The perfidious nature of the system attracted Mortezai to the project. She mentions in interviews that the trafficking victims’ debts can amount to as much as 50,000 or 60,000 euros. The director also elaborates on how the women are cruelly manipulated: “These [juju] rituals are a big part of the trafficking system. The women—before going to Europe—are brought to a doctor by their traffickers to swear an oath to pay off their debts and to not go to the police. It is a very powerful control mechanism, which the women strongly believe in.”
Speaking to austrianfilms.com, the filmmaker describes her meticulous research in the company of women with direct knowledge of the issue. In addition to the power of juju, which she describes as a kind of voodoo, Mortezai mentions the hypocrisy of the “Christian religion.” Because “everybody knows who the Madam is and who the exploited women are. Everyone knows each other: it’s an open secret. … It was only during my travels around Nigeria that I came to appreciate the impossibility of adopting moral standards unless you are in a reasonable social and economic situation …
“The corrupt social systems where women like those in my film exist without any means of escape,” she forcefully adds, “have not come about in a vacuum. And we are not only talking here about the history of colonialism, but also the way exploitation of natural resources has proceeded ever since. In the global system we would all like to have everything and consume whatever we want—but we don’t want to know anything about the people involved. Seen from this perspective, the fate of these people involves us all.”
When Mortezai started to investigate this “merciless” system, she told filmintitu.at, witnessing the oppressive poverty in Benin City in southern Nigeria—where the majority of the women come from—caused her “to understand the life stories and circumstances of these women and develop more and more empathy with them. Also, it became increasingly difficult for me to make judgments about good and evil in this game.”
Indeed, moralizing in this case, as in all others, does no one any good. It’s not wickedness that the Nigerian families demonstrate in pushing their daughters into prostitution, but, above all, their horrendous poverty.
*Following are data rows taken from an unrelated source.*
/// Sanitize extracted text before scoring and redaction.
/// Strips control and decoding-garbage characters, trims lines, drops blank
/// lines. Keeps the punctuation Italian reports rely on: units, reference
/// ranges, table separators and typographic quotes.
pub fn sanitize_extracted_text(raw: &str) -> String {
    raw.chars()
        .filter(|c| c.is_alphanumeric() || c.is_whitespace() || is_report_punctuation(*c))
        .collect::<String>()
        .lines()
        .map(|l| l.trim())
        .filter(|l| !l.is_empty())
        .collect::<Vec<_>>()
        .join("\n")
}

fn is_report_punctuation(c: char) -> bool {
    matches!(
        c,
        '.' | ','
            | ';'
            | ':'
            | '-'
            | '/'
            | '('
            | ')'
            | '['
            | ']'
            | '+'
            | '='
            | '%'
            | '#'
            | '@'
            | '&'
            | '\''
            | '"'
            | '!'
            | '?'
            | '<'
            | '>'
            | '*'
            | '_'
            | '|'
            | '^'
            | '°'
            | '²'
            | '³'
            | 'µ'
            | '±'
            | '≤'
            | '≥'
            | '↑'
            | '↓'
            | '«'
            | '»'
            | '€'
            | '\u{2013}' // en dash
            | '\u{2014}' // em dash
            | '\u{2018}'
            | '\u{2019}'
            | '\u{201C}'
            | '\u{201D}'
    )
}
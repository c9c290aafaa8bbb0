//! Fallback patterns applied to every document regardless of profile.

use std::sync::LazyLock;

use regex::Regex;

use crate::models::enums::FieldKind;

/// A generic pattern; when the regex has a capture group, group 1 is the value.
pub struct GenericPattern {
    pub kind: FieldKind,
    pub name: &'static str,
    pub regex: Regex,
}

fn pattern(kind: FieldKind, name: &'static str, source: &str) -> GenericPattern {
    GenericPattern {
        kind,
        name,
        regex: Regex::new(source).unwrap(),
    }
}

/// Codice fiscale, including omocodia substitutions (digits replaced by LMNPQRSTUV).
const FISCAL_CODE: &str = r"(?i)\b[A-Z]{6}[0-9LMNPQRSTUV]{2}[A-EHLMPRST][0-9LMNPQRSTUV]{2}[A-Z][0-9LMNPQRSTUV]{3}[A-Z]\b";

const EMAIL: &str = r"\b[A-Za-z0-9._%+-]+@[A-Za-z0-9.-]+\.[A-Za-z]{2,}\b";

/// Mobile (3xx) and landline (0x...) numbers with optional +39 prefix.
/// Dots are not group separators: lab counts use them for thousands.
const PHONE: &str = r"(?:\+39[ -]?)?\b(?:3\d{2}|0\d{1,3})[ -]?\d{3,4}[ -]?\d{3,4}\b";

const BIRTH_DATE: &str = r"(?i)\b(?:nat[oa](?:/a)?[ \t]+il|data[ \t]+di[ \t]+nascita|data[ \t]+nascita|d\.[ \t]?n\.)[ \t]*:?[ \t]*(?:\|[ \t]*)?(\d{1,2}[/.-]\d{1,2}[/.-]\d{2,4})";

const ANY_DATE: &str = r"\b\d{1,2}[/.-]\d{1,2}[/.-](?:\d{4}|\d{2})\b";

/// Street cue + capitalised name + civic number, optional CAP, city and province.
const ADDRESS: &str = concat!(
    r"\b(?:[Vv]ia|[Vv]iale|[Vv]\.le|[Pp]iazza|[Pp]iazzale|[Pp]\.za|[Cc]orso|[Cc]\.so|[Ll]argo|[Vv]icolo|[Ss]trada|[Ll]ocalità|[Ll]oc\.)",
    r"[ \t]+(?:(?:della|delle|degli|dello|del|dei|di|d')[ \t]*)?\p{Lu}[\p{L}'. ]{0,60}?,?[ \t]*\d{1,4}[A-Za-z]?(?:/\d{1,3})?\b",
    r"(?:[ \t]*[,-]?[ \t]*\d{5}(?:[ \t]+\p{Lu}[\p{L}']+(?:[ \t]+\p{Lu}[\p{L}']+)?)?)?",
    r"(?:[ \t]*\([A-Z]{2}\))?",
);

/// Administration routes that read like a street name after "via".
const ADMINISTRATION_ROUTES: &[&str] = &[
    "endovenosa",
    "orale",
    "intramuscolare",
    "sottocutanea",
    "sublinguale",
    "rettale",
    "topica",
    "inalatoria",
    "transdermica",
    "cutanea",
    "nasale",
    "oftalmica",
];

impl GenericPattern {
    /// Context checks the regex cannot express; `start..end` is the match
    /// inside `text`.
    pub fn accepts(&self, text: &str, start: usize, end: usize) -> bool {
        match self.kind {
            FieldKind::Phone => !continues_number(text, start, end),
            FieldKind::Address => !names_administration_route(&text[start..end]),
            _ => true,
        }
    }
}

/// A digit run glued to a decimal or thousands separator is a measurement.
fn continues_number(text: &str, start: usize, end: usize) -> bool {
    let mut after = text[end..].chars();
    let followed = matches!(
        (after.next(), after.next()),
        (Some('.' | ','), Some(d)) if d.is_ascii_digit()
    );
    let mut before = text[..start].chars().rev();
    let preceded = matches!(
        (before.next(), before.next()),
        (Some('.' | ','), Some(d)) if d.is_ascii_digit()
    );
    followed || preceded
}

fn names_administration_route(value: &str) -> bool {
    value
        .split_whitespace()
        .nth(1)
        .map(|word| word.trim_matches(|c: char| !c.is_alphabetic()).to_lowercase())
        .is_some_and(|word| ADMINISTRATION_ROUTES.contains(&word.as_str()))
}

static ALWAYS: LazyLock<Vec<GenericPattern>> = LazyLock::new(|| {
    vec![
        pattern(FieldKind::FiscalCode, "fiscal_code", FISCAL_CODE),
        pattern(FieldKind::Email, "email", EMAIL),
        pattern(FieldKind::DateOfBirth, "birth_date", BIRTH_DATE),
        pattern(FieldKind::Address, "address", ADDRESS),
        pattern(FieldKind::Phone, "phone", PHONE),
    ]
});

static ALL_DATES: LazyLock<GenericPattern> =
    LazyLock::new(|| pattern(FieldKind::Other, "any_date", ANY_DATE));

/// Patterns to run, in priority order.
pub fn generic_patterns(redact_all_dates: bool) -> Vec<&'static GenericPattern> {
    let mut patterns: Vec<&'static GenericPattern> = ALWAYS.iter().collect();
    if redact_all_dates {
        patterns.push(&ALL_DATES);
    }
    patterns
}
use std::time::Duration;

use reqwest::blocking::Client;
use serde_json::{json, Value};

use super::http::{build_client, post_json};
use super::{Provider, ProviderConfig, ProviderError, RawResponse};
use crate::models::enums::{ProviderErrorKind, ProviderKind};
use crate::pipeline::analysis::types::AnalysisRequest;

const DEFAULT_BASE: &str = "https://generativelanguage.googleapis.com/v1beta/models";

/// Finish reasons Gemini uses when a candidate is withheld.
const BLOCKED_FINISH: &[&str] = &["SAFETY", "PROHIBITED_CONTENT", "BLOCKLIST", "SPII", "RECITATION"];

/// Google Gemini `generateContent`.
pub struct GeminiProvider {
    client: Client,
    endpoint: String,
    api_key: String,
    model: String,
    timeout: Duration,
}

impl GeminiProvider {
    pub fn new(config: &ProviderConfig, api_key: &str) -> Result<Self, ProviderError> {
        let model = config.model_name().to_string();
        let endpoint = config
            .endpoint
            .clone()
            .unwrap_or_else(|| format!("{DEFAULT_BASE}/{model}:generateContent"));
        Ok(Self {
            client: build_client(config.timeout())?,
            endpoint,
            api_key: api_key.to_string(),
            model,
            timeout: config.timeout(),
        })
    }
}

pub fn build_payload(request: &AnalysisRequest) -> Value {
    let mut generation = json!({"maxOutputTokens": request.options.max_tokens});
    if let Some(temperature) = request.options.temperature {
        generation["temperature"] = json!(temperature);
    }
    json!({
        "systemInstruction": {"parts": [{"text": request.system}]},
        "contents": [
            {"role": "user", "parts": [{"text": request.prompt}]}
        ],
        "generationConfig": generation
    })
}

pub fn extract_answer(reply: &Value) -> Result<String, ProviderError> {
    if let Some(reason) = reply["promptFeedback"]["blockReason"].as_str() {
        return Err(ProviderError::new(
            ProviderErrorKind::ContentPolicy,
            format!("prompt blocked: {reason}"),
        ));
    }

    let candidate = &reply["candidates"][0];
    if candidate.is_null() {
        return Err(ProviderError::malformed("no candidates in Gemini reply"));
    }

    if let Some(reason) = candidate["finishReason"].as_str() {
        if BLOCKED_FINISH.contains(&reason) {
            return Err(ProviderError::new(
                ProviderErrorKind::ContentPolicy,
                format!("candidate withheld: {reason}"),
            ));
        }
    }

    let text: Vec<&str> = candidate["content"]["parts"]
        .as_array()
        .map(|parts| parts.iter().filter_map(|p| p["text"].as_str()).collect())
        .unwrap_or_default();

    if text.is_empty() {
        return Err(ProviderError::malformed("no text parts in Gemini reply"));
    }
    Ok(text.concat())
}

impl Provider for GeminiProvider {
    fn kind(&self) -> ProviderKind {
        ProviderKind::Gemini
    }

    fn model(&self) -> &str {
        &self.model
    }

    fn submit(&self, request: &AnalysisRequest) -> Result<RawResponse, ProviderError> {
        let headers = [("x-goog-api-key", self.api_key.as_str())];
        post_json(
            &self.client,
            &self.endpoint,
            &headers,
            &build_payload(request),
            self.timeout,
        )
        .map(RawResponse::Json)
    }

    fn answer_text(&self, raw: &RawResponse) -> Result<String, ProviderError> {
        match raw {
            RawResponse::Json(reply) => extract_answer(reply),
            RawResponse::Text(_) => Err(ProviderError::malformed("expected a JSON reply")),
        }
    }
}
Undoubtedly, the unrelenting and at times suffocating character of Joy’s drama reflects a genuinely harsh situation. Certain intractable conditions make struggle or even movement very difficult, or, in some cases, temporarily impossible. It is fully to the credit of an artist like Mortezai that she takes on these painful circumstances. Nonetheless, artistic representations like this, especially in the present cultural atmosphere, tend to be correspondingly restricted, with built-in limitations and narrow margins.
Joy, in other words, treats certain sides of life, but not all of them. What it omits—outrage, opposition, resistance, upheaval—also exists, in both Nigeria and Austria.